The company announced last week that Irish regulators had told its subsidiary there to stop writing new business until further notice. The company also announced two weeks ago that it would quit its ‘long tail” French construction business (That’s covering insurance risks that potentially could produce a claim for periods longer than a year).
CBL shares last traded at $2.82 on the ASX earlier this month. trading in the comany’s shares was suspended by the NZX on February 8 (https://www.nzx.com/announcements/313917).
“This decision follows the release of several announcements by CBL since it was placed into a trading halt on 2 February 2018, and engagement between NZXR, CBL, the Financial Markets Authority (FMA), the Reserve Bank of New Zealand (Reserve Bank), and a number of overseas regulators with prudential oversight of CBL’s international insurance business,” the NZX said.
"Based on the information available to it at this time, NZXR is concerned that not all material information relating to CBL and its ordinary shares is available to the market. Furthermore, NZXR understands that the FMA and other regulators have raised concerns relating to the completeness and veracity of information that has released to the market by CBL. In these circumstances, NZXR is not satisfied that the market would currently be able to trade in CBL on a fully informed basis.” The ASX suspended trading on February 12 at the company’s request, CBL said it was working towards “a capital raise”, but gave no further details.
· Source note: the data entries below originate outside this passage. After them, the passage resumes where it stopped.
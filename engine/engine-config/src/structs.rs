//! Configuration struct definitions.
//!
//! All config structs with serde deserialization support and default values.

use crate::defaults;
use serde::Deserialize;

// ============================================================================
// Serde default functions (required for #[serde(default = "...")])
// ============================================================================

fn d_num_sims() -> u32 {
    defaults::num_simulations()
}
fn d_max_children() -> usize {
    defaults::max_children()
}
fn d_exploration() -> f64 {
    defaults::exploration()
}
fn d_time_limit_ms() -> u64 {
    defaults::time_limit_ms()
}
fn d_log_interval() -> u32 {
    defaults::log_interval()
}
fn d_reuse_tree() -> bool {
    defaults::reuse_tree()
}
fn d_max_plies() -> u32 {
    defaults::max_plies()
}

// ============================================================================
// Configuration Structs
// ============================================================================

/// Root configuration structure matching config.toml
#[derive(Debug, Deserialize, Default, Clone)]
pub struct CentralConfig {
    #[serde(default)]
    pub mcts: MctsConfig,
    #[serde(default)]
    pub rollout: RolloutConfig,
}

/// MCTS (Monte Carlo Tree Search) configuration
#[derive(Debug, Deserialize, Clone)]
#[serde(default)]
pub struct MctsConfig {
    #[serde(default = "d_num_sims")]
    pub num_simulations: u32,
    /// Maximum number of children created by a single expansion
    #[serde(default = "d_max_children")]
    pub max_children: usize,
    /// UCT exploration constant C
    #[serde(default = "d_exploration")]
    pub exploration: f64,
    /// Wall-clock budget per search in milliseconds (0 = unlimited)
    #[serde(default = "d_time_limit_ms")]
    pub time_limit_ms: u64,
    /// Log progress every N iterations (0 = never)
    #[serde(default = "d_log_interval")]
    pub log_interval: u32,
    /// Keep the subtree of the played move between real moves
    #[serde(default = "d_reuse_tree")]
    pub reuse_tree: bool,
}

impl Default for MctsConfig {
    fn default() -> Self {
        Self {
            num_simulations: defaults::num_simulations(),
            max_children: defaults::max_children(),
            exploration: defaults::exploration(),
            time_limit_ms: defaults::time_limit_ms(),
            log_interval: defaults::log_interval(),
            reuse_tree: defaults::reuse_tree(),
        }
    }
}

/// Random playout configuration
#[derive(Debug, Deserialize, Clone)]
#[serde(default)]
pub struct RolloutConfig {
    /// Abort a rollout after this many plies (0 = play to the end)
    #[serde(default = "d_max_plies")]
    pub max_plies: u32,
}

impl Default for RolloutConfig {
    fn default() -> Self {
        Self {
            max_plies: defaults::max_plies(),
        }
    }
}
CBL Corporation’s financial year ended on December 31 and it hasn’t produced a financial result or annual report and accounts.
Glenn Dyer has been a finance journalist and TV producer for more than 40 years. He has worked at Maxwell Newton Publications, Queensland Newspapers, AAP, The Australian Financial Review, The Nine Network and Crikey.
At the AFR he was a finance writer, Finance Editor, News Editor and Chief of Staff. At the Nine Network he was supervising producer of Business Sunday for more than 16 years. He has also written for other online and analogue print publications here and overseas.